Он вздыхает и, прежде чем ответить, некоторое время молчит.
– «Р.» – это Роберт.
– А, – я не хочу, чтобы он подумал, что я сую нос в его дела.
– Это мой брат.
По его лицу видно, что мы затронули больную тему. В нем опять появилась ранимость, и я начинаю понимать, что вся эта буйная растительность на его лице – лишь маска.
Мне не хочется давить на него, и я молчу. Молчание тянется долго, становится гнетущим, и тогда он наконец говорит хриплым голосом:
– Он умер.
Он смотрит мне в глаза, и долю секунды я чувствую, как по спине пробегает холодок.
– Прости, – говорю я тем неловко-сочувственным тоном, которым люди реагируют на сообщения о смерти.
Я не спрашиваю, что произошло, но вопрос возник сам по себе.
– Это была автомобильная авария, – наконец произносит он.
Автомобильная авария.
Но я чувствую, что там есть еще что-то, о чем он не хочет говорить.
Он расстегивает пуговицы рубашки.
Мне неловко. Не знаю даже почему, ведь я уже видела его голым.
Сняв рубашку, он показывает мне спину. Сначала я не замечаю ничего особенного – гладкая бледная кожа. Потом вижу длинный розовато-коричневый шрам у основания спины. Кривой, как разочарованная улыбка.
Я понимаю, что, показывая этот шрам, Фрэнк хочет сказать, что тоже был в той машине, с братом. Но шрам – только часть истории, поэтому Фрэнк решает дополнить его рассказом.
– За рулем был я, – говорит он отрешенно. Он надел рубашку, но пуговицы не застегнул. – Я убил собственного брата. Одиннадцать месяцев тому назад.
– Мне очень жаль, Фрэнк.
– Не стоит меня жалеть, – отвечает он. – Я виноват.
Эти слова он произносит, глядя вверх, на потолок, как больной в ожидании укола.
Я ни о чем не спрашиваю, но ему хочется все мне рассказать. Мне или кому-то еще. Но рядом я, слушающая его, понимающая.
Он говорит, что было темно. Шел сильный дождь. Что была плохая видимость. Что он был трезв. А его брат, который на четыре года младше его, был пьян. Что до этого брат был на концерте. Он был основным вокалистом группы. Но в тот вечер не выступал, а просто присутствовал там, напился. Концерт проходил в «Рок-сити» в Ноттингеме. Там, где жил его брат. Фрэнк пошел с ним, потому что все друзья Роберта в тот вечер были заняты. И хотя Фрэнк не любил такую музыку, он все же согласился пойти, потому что у них с братом отношения не ладились, и он хотел попытаться как-то их исправить. Навести мосты. Он говорил, смеялся, слушал музыку и не обращал внимания на дорогу.

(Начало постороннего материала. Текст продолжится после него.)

pub mod core;
pub mod error;
pub mod scheduler;
pub mod sim;

pub use crate::core::{SchedCore, TraceEvent, TraceSink};
pub use error::SimError;
pub use scheduler::Discipline;
pub use sim::{Job, Sim, SimConfig, SimOutcome, simulate};
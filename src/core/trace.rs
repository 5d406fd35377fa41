use std::io::{self, Write};

use super::event::TraceEvent;

/// Consumer of the ordered trace.
pub trait TraceSink {
    fn emit(&mut self, event: &TraceEvent) -> io::Result<()>;
}

impl TraceSink for Vec<TraceEvent> {
    fn emit(&mut self, event: &TraceEvent) -> io::Result<()> {
        self.push(event.clone());
        Ok(())
    }
}

/// Writes one event per line.
#[derive(Debug)]
pub struct LineWriter<W: Write> {
    inner: W,
    lines: u64,
}

impl<W: Write> LineWriter<W> {
    pub fn new(inner: W) -> Self {
        Self { inner, lines: 0 }
    }

    pub fn lines_written(&self) -> u64 {
        self.lines
    }

    pub fn into_inner(mut self) -> io::Result<W> {
        self.inner.flush()?;
        Ok(self.inner)
    }
}

impl<W: Write> TraceSink for LineWriter<W> {
    fn emit(&mut self, event: &TraceEvent) -> io::Result<()> {
        writeln!(self.inner, "{event}")?;
        self.lines += 1;
        Ok(())
    }
}

#[cfg(test)]
mod tests {
    use super::*;
    use crate::{
        core::{PRIMARY_CPU, PriorityClass, ProcessRecord, ProcessTable, SchedCore},
        error::SimError,
    };

    struct FullDisk;

    impl Write for FullDisk {
        fn write(&mut self, _: &[u8]) -> io::Result<usize> {
            Err(io::Error::other("disk full"))
        }

        fn flush(&mut self) -> io::Result<()> {
            Ok(())
        }
    }

    #[test]
    fn line_writer_terminates_each_event() {
        let mut sink = LineWriter::new(Vec::new());
        sink.emit(&TraceEvent::Released { name: "A".into() }).unwrap();
        sink.emit(&TraceEvent::Terminated { name: "B".into() }).unwrap();
        assert_eq!(sink.lines_written(), 2);

        let bytes = sink.into_inner().unwrap();
        assert_eq!(
            String::from_utf8(bytes).unwrap(),
            "Process A releases RAM.\nProcess B is completed and terminated.\n"
        );
    }

    #[test]
    fn write_failure_surfaces_as_io_error() {
        let mut table = ProcessTable::new();
        let key = table
            .insert(ProcessRecord {
                name: "A".to_string(),
                arrival_time: 0,
                priority: PriorityClass::Realtime,
                burst_time: 3,
                ram_required: 64,
                cpu_usage: 0,
            })
            .unwrap();
        let mut core = SchedCore::new(2048, LineWriter::new(FullDisk));

        let reservation = core.try_admit(key, table.get(key)).unwrap().unwrap();
        let err = core
            .complete(reservation, table.get(key), PRIMARY_CPU, 0, 3)
            .unwrap_err();
        assert!(matches!(&err, SimError::Io(e) if e.to_string() == "disk full"));
        assert_eq!(core.sink().lines_written(), 0);
    }
}
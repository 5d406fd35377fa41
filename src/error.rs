use crate::core::CpuId;
use thiserror::Error;

#[derive(Debug, Error)]
pub enum SimError {
    /// The record cannot be held in the process table.
    #[error("Process {name:?} cannot be represented: {reason}")]
    AllocationFailure { name: String, reason: String },

    #[error("Malformed input on line {line}: {reason}")]
    MalformedInput { line: usize, reason: String },

    #[error("Invalid configuration: {0}")]
    InvalidConfig(String),

    #[error("CPU-{} timeline overflowed", .cpu + 1)]
    TimelineOverflow { cpu: CpuId },

    #[error("Trace sink failed: {0}")]
    Io(#[from] std::io::Error),
}
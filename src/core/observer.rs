use rustc_hash::FxHashMap;

use super::{
    memory::MemoryPool,
    state::{MemoryUnits, ProcessKey},
};

/// Checks pool accounting after every trace event.
#[derive(Debug, Default)]
pub struct Observer {
    step: u64,
    outstanding: FxHashMap<ProcessKey, MemoryUnits>,
    admissions: u64,
    releases: u64,
}

impl Observer {
    pub fn new() -> Self {
        Self::default()
    }

    pub fn on_reserve(&mut self, key: ProcessKey, units: MemoryUnits) {
        let previous = self.outstanding.insert(key, units);
        debug_assert!(
            previous.is_none(),
            "Process {key:?} admitted while still holding memory"
        );
        self.admissions += 1;
    }

    pub fn on_release(&mut self, key: ProcessKey, units: MemoryUnits) {
        let held = self.outstanding.remove(&key);
        debug_assert_eq!(
            held,
            Some(units),
            "Process {key:?} released memory it does not hold"
        );
        self.releases += 1;
    }

    pub fn observe(&mut self, pool: &MemoryPool) {
        self.step += 1;

        debug_assert!(
            pool.available() <= pool.capacity(),
            "Pool available {} exceeds capacity {} at step {}",
            pool.available(),
            pool.capacity(),
            self.step
        );

        let held: MemoryUnits = self.outstanding.values().sum();
        debug_assert_eq!(
            held,
            pool.in_use(),
            "Outstanding reservations disagree with pool usage at step {}",
            self.step
        );
    }

    pub fn steps(&self) -> u64 {
        self.step
    }

    pub fn admissions(&self) -> u64 {
        self.admissions
    }

    pub fn releases(&self) -> u64 {
        self.releases
    }

    pub fn outstanding(&self) -> usize {
        self.outstanding.len()
    }
}
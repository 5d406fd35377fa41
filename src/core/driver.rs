use log::debug;

use super::{
    event::TraceEvent,
    memory::{MemoryPool, Reservation},
    observer::Observer,
    queue::RejectedQueue,
    state::{CpuId, MemoryUnits, ProcessKey, ProcessRecord, Ticks},
    trace::TraceSink,
};
use crate::error::SimError;

/// Shared state every pass drives: the memory pool, the rejected queue and
/// the trace sink. All trace lines go out through here, in order.
pub struct SchedCore<T: TraceSink> {
    pool: MemoryPool,
    rejected: RejectedQueue,
    observer: Observer,
    sink: T,
}

impl<T: TraceSink> SchedCore<T> {
    pub fn new(capacity: MemoryUnits, sink: T) -> Self {
        Self {
            pool: MemoryPool::new(capacity),
            rejected: RejectedQueue::new(),
            observer: Observer::new(),
            sink,
        }
    }

    pub fn pool(&self) -> &MemoryPool {
        &self.pool
    }

    pub fn rejected(&self) -> &RejectedQueue {
        &self.rejected
    }

    pub fn take_rejected(&mut self) -> RejectedQueue {
        std::mem::take(&mut self.rejected)
    }

    pub fn observer(&self) -> &Observer {
        &self.observer
    }

    pub fn sink(&self) -> &T {
        &self.sink
    }

    pub fn into_sink(self) -> T {
        self.sink
    }

    fn emit(&mut self, event: TraceEvent) -> Result<(), SimError> {
        self.sink.emit(&event)?;
        self.observer.observe(&self.pool);
        Ok(())
    }

    /// Reserves the process's memory. On failure the process goes to the
    /// rejected queue and `None` comes back.
    pub fn try_admit(
        &mut self,
        key: ProcessKey,
        record: &ProcessRecord,
    ) -> Result<Option<Reservation>, SimError> {
        match self.pool.try_reserve(key, record.ram_required) {
            Some(reservation) => {
                self.observer.on_reserve(key, reservation.units());
                debug!(
                    "admit {} ({} units, {} left)",
                    record.name,
                    record.ram_required,
                    self.pool.available()
                );
                Ok(Some(reservation))
            }
            None => {
                self.reject(key, record)?;
                Ok(None)
            }
        }
    }

    pub fn reject(&mut self, key: ProcessKey, record: &ProcessRecord) -> Result<(), SimError> {
        debug!(
            "reject {} ({} units, {} left)",
            record.name,
            record.ram_required,
            self.pool.available()
        );
        self.emit(TraceEvent::Rejected {
            name: record.name.clone(),
        })?;
        self.rejected.push(key);
        self.emit(TraceEvent::Queued {
            name: record.name.clone(),
        })
    }

    /// Logs a run that finishes the process, then releases its memory.
    pub fn complete(
        &mut self,
        reservation: Reservation,
        record: &ProcessRecord,
        cpu: CpuId,
        start: Ticks,
        end: Ticks,
    ) -> Result<(), SimError> {
        let name = &record.name;
        self.emit(TraceEvent::Assigned {
            name: name.clone(),
            cpu,
        })?;
        self.emit(TraceEvent::Started {
            name: name.clone(),
            time: start,
            cpu,
        })?;
        self.emit(TraceEvent::Completes {
            name: name.clone(),
            time: end,
        })?;
        self.emit(TraceEvent::Terminated { name: name.clone() })?;
        self.release(reservation, record)
    }

    /// Logs one quantum that leaves the process unfinished, then releases
    /// its memory.
    pub fn expire(
        &mut self,
        reservation: Reservation,
        record: &ProcessRecord,
        cpu: CpuId,
        start: Ticks,
    ) -> Result<(), SimError> {
        let name = &record.name;
        self.emit(TraceEvent::Assigned {
            name: name.clone(),
            cpu,
        })?;
        self.emit(TraceEvent::Started {
            name: name.clone(),
            time: start,
            cpu,
        })?;
        self.emit(TraceEvent::QuantumExpired { name: name.clone() })?;
        self.release(reservation, record)
    }

    fn release(&mut self, reservation: Reservation, record: &ProcessRecord) -> Result<(), SimError> {
        self.observer
            .on_release(reservation.key(), reservation.units());
        let units = self.pool.release(reservation);
        debug!(
            "release {} ({} units, {} left)",
            record.name,
            units,
            self.pool.available()
        );
        self.emit(TraceEvent::Released {
            name: record.name.clone(),
        })
    }
}

#[cfg(test)]
mod tests {
    use super::*;
    use crate::core::{PRIMARY_CPU, PriorityClass, ProcessTable};

    fn table() -> ProcessTable {
        let mut table = ProcessTable::new();
        for (name, ram) in [("small", 512), ("huge", 4096)] {
            table
                .insert(ProcessRecord {
                    name: name.to_string(),
                    arrival_time: 0,
                    priority: PriorityClass::Realtime,
                    burst_time: 3,
                    ram_required: ram,
                    cpu_usage: 0,
                })
                .unwrap();
        }
        table
    }

    #[test]
    fn completion_emits_lines_in_order_and_restores_pool() {
        let table = table();
        let key = table.find("small").unwrap();
        let mut core = SchedCore::new(2048, Vec::new());

        let reservation = core.try_admit(key, table.get(key)).unwrap().unwrap();
        assert_eq!(core.pool().available(), 1536);
        core.complete(reservation, table.get(key), PRIMARY_CPU, 0, 3).unwrap();

        assert_eq!(core.pool().available(), 2048);
        assert_eq!(core.observer().admissions(), 1);
        assert_eq!(core.observer().releases(), 1);
        assert_eq!(core.observer().outstanding(), 0);

        let lines: Vec<String> = core.sink().iter().map(ToString::to_string).collect();
        assert_eq!(
            lines,
            [
                "Process small is assigned to CPU-1.",
                "Process small starts at time 0 on CPU-1.",
                "Process small completes at time 3.",
                "Process small is completed and terminated.",
                "Process small releases RAM.",
            ]
        );
    }

    #[test]
    fn failed_admission_lands_in_rejected_queue() {
        let table = table();
        let key = table.find("huge").unwrap();
        let mut core = SchedCore::new(2048, Vec::new());

        assert!(core.try_admit(key, table.get(key)).unwrap().is_none());
        assert_eq!(core.rejected().iter().collect::<Vec<_>>(), [key]);
        assert_eq!(core.pool().available(), 2048);
        assert_eq!(
            core.into_sink(),
            [
                TraceEvent::Rejected {
                    name: "huge".into()
                },
                TraceEvent::Queued {
                    name: "huge".into()
                },
            ]
        );
    }
}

В одном месте дорога делала небольшой поворот. Небольшой поворот с уклоном. Поэтому он увидел приближающуюся встречную машину слишком поздно. И резко свернул. Они не столкнулись, но автомобиль потерял управление и врезался в дорожный указатель на обочине.
– Меня убеждали, что это была трагическая случайность, – он качает головой. – Трагическая случайность. Знаешь, в чем особенность трагедии? В том, что в ней всегда присутствует вина за загубленную жизнь. Помнишь, как нас учили в школе? Ну, когда мы проходили Шекспира, – он стоит, не двигаясь, глядя куда-то через окно. Шторы широко распахнуты. Дождь стучит в стекло. Он поднимает глаза вверх, к огням уличного фонаря, и на его глазах слезы.
64
Он рассказывает, что произошло потом.
О том, что у него пропало желание продолжать учебу.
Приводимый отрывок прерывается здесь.